Até o momento, não há vacina contra a hepatite C. O material médico deve ser manipulado com extremo cuidado por pessoas treinadas. Objetos de uso íntimo como escova de dentes e lâminas de barbear não devem ser compartilhados entre pessoas contaminadas e não contaminadas.
Considera-se prevenção secundária evitar que a hepatite C evolua para estágios mais avançados nos indivíduos que já estão infectados pelo vírus (HCV).
Viver no mesmo domicílio, almoçar na mesma mesa, apertar a mão, abraçar ou beijar uma pessoa com hepatite crônica C não apresenta nenhum risco de transmissão.

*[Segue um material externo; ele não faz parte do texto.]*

//! Path tokenizer
//!
//! Lexical analysis turning a raw path string into a token queue, plus the
//! [`PathParser`] driver that hands the queue to the selector parser.

mod characters;
mod core;
mod names;

pub use self::core::PathParser;
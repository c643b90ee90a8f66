//! Cross-cutting properties of parsing, traversal, mapping and validation

mod common;

use dendro_core::prelude::*;
use serde_json::json;

use common::{deep_nested_list, nested_data, simple_data};

const PATHS: &[&str] = &[
    "data",
    "data[0].patient.id",
    "data[*].patient.ints",
    "data[*].patient.dicts[*].[num, inner.msg]",
    "data[1:3].patient.dict.char",
    "data[-1].patient.ints[0]",
    "data[100]",
];

#[test]
fn test_resolution_is_deterministic() {
    let source = nested_data();
    for raw in PATHS {
        let first = resolve(&source, &parse(raw).unwrap());
        let second = resolve(&source, &parse(raw).unwrap());
        let cached = resolve_str(&source, raw).unwrap();
        assert_eq!(first, second, "{raw}");
        assert_eq!(first, cached, "{raw}");
    }
}

#[test]
fn test_single_key_round_trip() {
    let source = simple_data();
    let Value::Object(map) = &source else {
        panic!("fixture is a mapping");
    };
    for (key, value) in map {
        assert_eq!(resolve_str(&source, key).unwrap(), Outcome::Found(value.clone()));
    }
}

#[test]
fn test_wildcard_collects_present_keys() {
    let list = deep_nested_list();
    let mut expected = Vec::new();
    for item in list.as_array().into_iter().flatten() {
        if let Some(ints) = item["patient"].get("ints") {
            expected.push(ints.clone());
        }
    }
    let patients: Vec<Value> = list
        .as_array()
        .into_iter()
        .flatten()
        .map(|item| item["patient"].clone())
        .collect();
    assert_eq!(
        resolve_str(&Value::Array(patients), "[*].ints").unwrap(),
        Outcome::Found(Value::Array(expected))
    );
}

#[test]
fn test_empty_removal_is_idempotent() {
    let messy = json!({
        "a": {"b": null, "c": [{}, [], "", {"d": [null]}]},
        "e": [0, false, "x"],
        "f": {"g": {"h": {}}},
    });
    let once = remove_empty(messy);
    assert_eq!(once, json!({"e": [0, false, "x"]}));
    assert_eq!(remove_empty(once.clone()), once);
}

#[test]
fn test_and_composition_matches_individual_rules() {
    let r1 = || Rule::new("a", IsRequired);
    let r2 = || Rule::new("b", InRange::new(0, 10));
    for data in [
        json!({"a": 1, "b": 5}),
        json!({"b": 50}),
        json!({"a": 1, "b": 50}),
        json!({}),
    ] {
        let mut expected = Vec::new();
        for rule in [r1(), r2()] {
            if let Err(errors) = validate(&data, &rule) {
                expected.extend(errors.into_inner());
            }
        }
        let combined = validate(&data, &(r1() & r2()));
        match combined {
            Ok(_) => assert!(expected.is_empty()),
            Err(errors) => assert_eq!(errors.into_inner(), expected),
        }
    }
}
//! Core `Get` builder structure

use std::fmt;

use dendro_core::GetOptions;

/// Retrieval of a single path with optional decorations
///
/// A `Get` is reusable: terminals borrow it, so one builder can be evaluated
/// against many sources (typically inside a mapping function).
#[derive(Clone)]
pub struct Get {
    /// Path string, compiled through the global path cache on each run
    pub(crate) path: String,
    /// Decorations forwarded to the retrieval entry points
    pub(crate) options: GetOptions,
    /// Debug logging enabled flag
    pub(crate) debug_enabled: bool,
}

impl Get {
    /// Start building a retrieval of `path`
    #[must_use]
    pub fn path(path: impl Into<String>) -> Self {
        Self {
            path: path.into(),
            options: GetOptions::default(),
            debug_enabled: false,
        }
    }

    /// Start from already assembled options
    #[must_use]
    pub fn with_options(path: impl Into<String>, options: GetOptions) -> Self {
        Self {
            path: path.into(),
            options,
            debug_enabled: false,
        }
    }

    /// Log every evaluation of this builder at debug level
    #[must_use]
    pub fn debug(mut self) -> Self {
        self.debug_enabled = true;
        self
    }

    /// The path this builder retrieves
    #[inline]
    #[must_use]
    pub fn path_str(&self) -> &str {
        &self.path
    }

    /// The collected decorations
    #[inline]
    #[must_use]
    pub fn options(&self) -> &GetOptions {
        &self.options
    }
}

impl fmt::Debug for Get {
    fn fmt(&self, f: &mut fmt::Formatter<'_>) -> fmt::Result {
        f.debug_struct("Get")
            .field("path", &self.path)
            .field("options", &self.options)
            .field("debug_enabled", &self.debug_enabled)
            .finish()
    }
}
//! Compiled path representation

use std::fmt;
use std::str::FromStr;

use crate::error::ParseError;

/// One step of a compiled path
#[derive(Debug, Clone, PartialEq, Eq, Hash)]
pub enum PathSegment {
    /// Mapping key access (`name`, `.name`)
    Field(String),
    /// Sequence index (`[N]`); negative values count from the end
    Index(i64),
    /// Expand a sequence into independent traversal targets (`[*]`)
    Wildcard,
    /// Project several sibling keys into a sequence (`[a,b]`, `.[a,b.c]`)
    ///
    /// A key may be a dotted chain naming a nested field.
    MultiKey(Vec<String>),
    /// Half-open slice (`[start:end]`) with optional bounds
    Slice {
        /// Inclusive start; negative counts from the end
        start: Option<i64>,
        /// Exclusive end; negative counts from the end
        end: Option<i64>,
    },
}

impl PathSegment {
    /// Whether this segment may fan out into several values
    #[inline]
    #[must_use]
    pub fn is_projection(&self) -> bool {
        matches!(
            self,
            PathSegment::Wildcard | PathSegment::MultiKey(_) | PathSegment::Slice { .. }
        )
    }
}

/// An ordered, non-empty sequence of [`PathSegment`]s
///
/// Obtained from [`parse`](crate::path::parse), [`compile`](crate::path::compile)
/// or `str::parse`. `Display` renders the canonical form, which parses back to
/// an equal path.
#[derive(Debug, Clone, PartialEq, Eq, Hash)]
pub struct Path {
    segments: Vec<PathSegment>,
}

impl Path {
    #[inline]
    pub(crate) fn from_segments(segments: Vec<PathSegment>) -> Self {
        Self { segments }
    }

    /// The empty path addressing the value under test itself
    ///
    /// Only used to qualify validation errors raised at the root; the parser
    /// never produces it.
    #[inline]
    pub(crate) fn root() -> Self {
        Self {
            segments: Vec::new(),
        }
    }

    /// A single-field path holding `raw` verbatim
    ///
    /// Used to report errors against a rule whose path failed to compile.
    pub(crate) fn verbatim(raw: &str) -> Self {
        Self {
            segments: vec![PathSegment::Field(raw.to_string())],
        }
    }

    /// Segments in traversal order
    #[inline]
    #[must_use]
    pub fn segments(&self) -> &[PathSegment] {
        &self.segments
    }

    /// Number of segments
    #[inline]
    #[must_use]
    pub fn len(&self) -> usize {
        self.segments.len()
    }

    /// Whether this is the root path
    #[inline]
    #[must_use]
    pub fn is_empty(&self) -> bool {
        self.segments.is_empty()
    }

    /// Concatenate two paths
    #[must_use]
    pub fn join(&self, other: &Path) -> Path {
        let mut segments = Vec::with_capacity(self.len() + other.len());
        segments.extend_from_slice(&self.segments);
        segments.extend_from_slice(&other.segments);
        Path { segments }
    }

    /// This path extended by one segment
    #[must_use]
    pub fn child(&self, segment: PathSegment) -> Path {
        let mut segments = self.segments.clone();
        segments.push(segment);
        Path { segments }
    }
}

impl fmt::Display for PathSegment {
    fn fmt(&self, f: &mut fmt::Formatter<'_>) -> fmt::Result {
        match self {
            PathSegment::Field(name) => f.write_str(name),
            PathSegment::Index(index) => write!(f, "[{index}]"),
            PathSegment::Wildcard => f.write_str("[*]"),
            PathSegment::MultiKey(keys) => write!(f, "[{}]", keys.join(",")),
            PathSegment::Slice { start, end } => {
                f.write_str("[")?;
                if let Some(start) = start {
                    write!(f, "{start}")?;
                }
                f.write_str(":")?;
                if let Some(end) = end {
                    write!(f, "{end}")?;
                }
                f.write_str("]")
            }
        }
    }
}

impl fmt::Display for Path {
    fn fmt(&self, f: &mut fmt::Formatter<'_>) -> fmt::Result {
        for (i, segment) in self.segments.iter().enumerate() {
            if i > 0 && matches!(segment, PathSegment::Field(_)) {
                f.write_str(".")?;
            }
            write!(f, "{segment}")?;
        }
        Ok(())
    }
}

impl FromStr for Path {
    type Err = ParseError;

    fn from_str(s: &str) -> Result<Self, Self::Err> {
        crate::path::parse(s)
    }
}

impl<'a> IntoIterator for &'a Path {
    type Item = &'a PathSegment;
    type IntoIter = std::slice::Iter<'a, PathSegment>;

    fn into_iter(self) -> Self::IntoIter {
        self.segments.iter()
    }
}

O gastroenterologista e hepatologista Mario Pessoa, presidente da Associação Paulista para Estudo do Fígado, destaca que por se tratar de uma endemia silenciosa, que em 60% a 80% dos casos torna-se uma doença crônica, a hepatite C é hoje um sério problema de saúde pública mundial.
''Calcula-se que mais de 90% dos casos ainda não estejam detectados. As pessoas desconhecem sua condição de portadora, pelo fato da doença praticamente não apresentar sinais e sintomas que facilitem sua identificação'', destaca o especialista.